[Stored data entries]
::::::

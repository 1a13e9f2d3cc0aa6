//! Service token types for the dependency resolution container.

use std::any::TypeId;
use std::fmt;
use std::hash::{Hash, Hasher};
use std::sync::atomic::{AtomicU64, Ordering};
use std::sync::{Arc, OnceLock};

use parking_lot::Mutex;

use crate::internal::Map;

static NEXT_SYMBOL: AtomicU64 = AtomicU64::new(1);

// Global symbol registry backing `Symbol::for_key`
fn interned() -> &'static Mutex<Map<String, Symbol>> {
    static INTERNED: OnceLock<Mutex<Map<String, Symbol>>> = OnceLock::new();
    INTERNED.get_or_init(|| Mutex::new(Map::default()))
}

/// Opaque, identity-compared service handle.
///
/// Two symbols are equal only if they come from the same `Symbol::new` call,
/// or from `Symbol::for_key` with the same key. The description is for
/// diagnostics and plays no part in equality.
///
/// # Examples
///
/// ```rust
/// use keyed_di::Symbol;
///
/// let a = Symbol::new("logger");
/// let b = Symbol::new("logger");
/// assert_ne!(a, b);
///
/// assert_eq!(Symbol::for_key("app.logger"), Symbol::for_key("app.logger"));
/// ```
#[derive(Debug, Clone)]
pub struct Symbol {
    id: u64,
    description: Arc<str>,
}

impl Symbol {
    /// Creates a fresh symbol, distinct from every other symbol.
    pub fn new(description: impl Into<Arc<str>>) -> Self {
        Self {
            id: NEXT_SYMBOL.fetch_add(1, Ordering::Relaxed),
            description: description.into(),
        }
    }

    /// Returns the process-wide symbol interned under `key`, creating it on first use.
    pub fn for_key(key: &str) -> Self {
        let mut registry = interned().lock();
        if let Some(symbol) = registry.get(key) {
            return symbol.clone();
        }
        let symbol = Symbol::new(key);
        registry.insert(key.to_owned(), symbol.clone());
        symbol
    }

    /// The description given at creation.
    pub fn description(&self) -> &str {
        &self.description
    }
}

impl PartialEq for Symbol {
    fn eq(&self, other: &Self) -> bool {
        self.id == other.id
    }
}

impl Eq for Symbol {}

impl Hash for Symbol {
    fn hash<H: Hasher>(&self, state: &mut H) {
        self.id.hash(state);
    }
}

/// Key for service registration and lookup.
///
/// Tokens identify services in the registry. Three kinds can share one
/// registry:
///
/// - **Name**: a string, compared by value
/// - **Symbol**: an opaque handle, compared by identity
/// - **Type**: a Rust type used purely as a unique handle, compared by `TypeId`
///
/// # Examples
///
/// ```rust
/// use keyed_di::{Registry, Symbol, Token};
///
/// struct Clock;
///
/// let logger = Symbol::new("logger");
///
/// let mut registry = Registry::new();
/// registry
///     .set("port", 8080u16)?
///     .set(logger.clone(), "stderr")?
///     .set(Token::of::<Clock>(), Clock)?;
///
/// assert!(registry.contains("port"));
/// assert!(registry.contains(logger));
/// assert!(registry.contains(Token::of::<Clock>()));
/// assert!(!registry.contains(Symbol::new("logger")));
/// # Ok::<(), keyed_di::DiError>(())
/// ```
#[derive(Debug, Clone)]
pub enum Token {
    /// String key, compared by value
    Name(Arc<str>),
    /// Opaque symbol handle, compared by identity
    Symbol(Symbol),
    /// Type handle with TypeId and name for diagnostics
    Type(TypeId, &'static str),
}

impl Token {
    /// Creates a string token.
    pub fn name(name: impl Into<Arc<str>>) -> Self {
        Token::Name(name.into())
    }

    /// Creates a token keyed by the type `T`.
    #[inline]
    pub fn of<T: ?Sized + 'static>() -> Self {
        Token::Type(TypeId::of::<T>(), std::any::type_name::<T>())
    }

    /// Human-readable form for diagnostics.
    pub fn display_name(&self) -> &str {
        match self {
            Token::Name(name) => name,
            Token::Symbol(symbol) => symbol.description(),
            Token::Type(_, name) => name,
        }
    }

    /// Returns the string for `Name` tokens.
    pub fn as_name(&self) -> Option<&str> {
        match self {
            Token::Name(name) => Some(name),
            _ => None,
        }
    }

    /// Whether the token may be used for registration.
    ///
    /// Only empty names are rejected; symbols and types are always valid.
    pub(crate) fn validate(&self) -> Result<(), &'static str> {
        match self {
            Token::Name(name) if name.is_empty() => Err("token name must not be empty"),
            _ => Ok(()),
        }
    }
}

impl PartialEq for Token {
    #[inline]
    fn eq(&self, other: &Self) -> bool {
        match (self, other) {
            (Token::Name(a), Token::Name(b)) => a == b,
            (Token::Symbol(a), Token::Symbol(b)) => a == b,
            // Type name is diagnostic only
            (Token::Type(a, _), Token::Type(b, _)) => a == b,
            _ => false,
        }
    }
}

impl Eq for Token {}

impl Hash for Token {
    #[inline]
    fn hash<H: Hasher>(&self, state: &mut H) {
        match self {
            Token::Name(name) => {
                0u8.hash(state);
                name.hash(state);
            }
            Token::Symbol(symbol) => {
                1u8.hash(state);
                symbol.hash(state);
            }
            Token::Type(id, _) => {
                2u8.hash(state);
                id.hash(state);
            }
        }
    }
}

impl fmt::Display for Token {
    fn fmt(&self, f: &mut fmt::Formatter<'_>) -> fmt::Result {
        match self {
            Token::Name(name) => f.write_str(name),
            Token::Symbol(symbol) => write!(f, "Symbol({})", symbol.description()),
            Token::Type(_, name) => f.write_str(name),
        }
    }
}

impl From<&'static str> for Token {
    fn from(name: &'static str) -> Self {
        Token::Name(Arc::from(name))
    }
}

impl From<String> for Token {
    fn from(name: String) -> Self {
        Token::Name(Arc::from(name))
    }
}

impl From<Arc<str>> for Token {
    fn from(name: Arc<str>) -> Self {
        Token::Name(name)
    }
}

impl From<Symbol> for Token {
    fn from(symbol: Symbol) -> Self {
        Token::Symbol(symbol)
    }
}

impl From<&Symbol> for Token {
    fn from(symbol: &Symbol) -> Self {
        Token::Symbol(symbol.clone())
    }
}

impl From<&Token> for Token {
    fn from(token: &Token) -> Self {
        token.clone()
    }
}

::::::

## Task description
The first line of the entries above marks where to begin; repeat each line exactly through the one that contains "on first use.", and include that line.

## Response to this exercise
repository 1a13e9f2d3cc0aa6
//! Service token types for the dependency resolution container.

use std::any::TypeId;
use std::fmt;
use std::hash::{Hash, Hasher};
use std::sync::atomic::{AtomicU64, Ordering};
use std::sync::{Arc, OnceLock};

use parking_lot::Mutex;

use crate::internal::Map;

static NEXT_SYMBOL: AtomicU64 = AtomicU64::new(1);

// Global symbol registry backing `Symbol::for_key`
fn interned() -> &'static Mutex<Map<String, Symbol>> {
    static INTERNED: OnceLock<Mutex<Map<String, Symbol>>> = OnceLock::new();
    INTERNED.get_or_init(|| Mutex::new(Map::default()))
}

/// Opaque, identity-compared service handle.
///
/// Two symbols are equal only if they come from the same `Symbol::new` call,
/// or from `Symbol::for_key` with the same key. The description is for
/// diagnostics and plays no part in equality.
///
/// # Examples
///
/// ```rust
/// use keyed_di::Symbol;
///
/// let a = Symbol::new("logger");
/// let b = Symbol::new("logger");
/// assert_ne!(a, b);
///
/// assert_eq!(Symbol::for_key("app.logger"), Symbol::for_key("app.logger"));
/// ```
#[derive(Debug, Clone)]
pub struct Symbol {
    id: u64,
    description: Arc<str>,
}

impl Symbol {
    /// Creates a fresh symbol, distinct from every other symbol.
    pub fn new(description: impl Into<Arc<str>>) -> Self {
        Self {
            id: NEXT_SYMBOL.fetch_add(1, Ordering::Relaxed),
            description: description.into(),
        }
    }

    /// Returns the process-wide symbol interned under `key`, creating it on first use.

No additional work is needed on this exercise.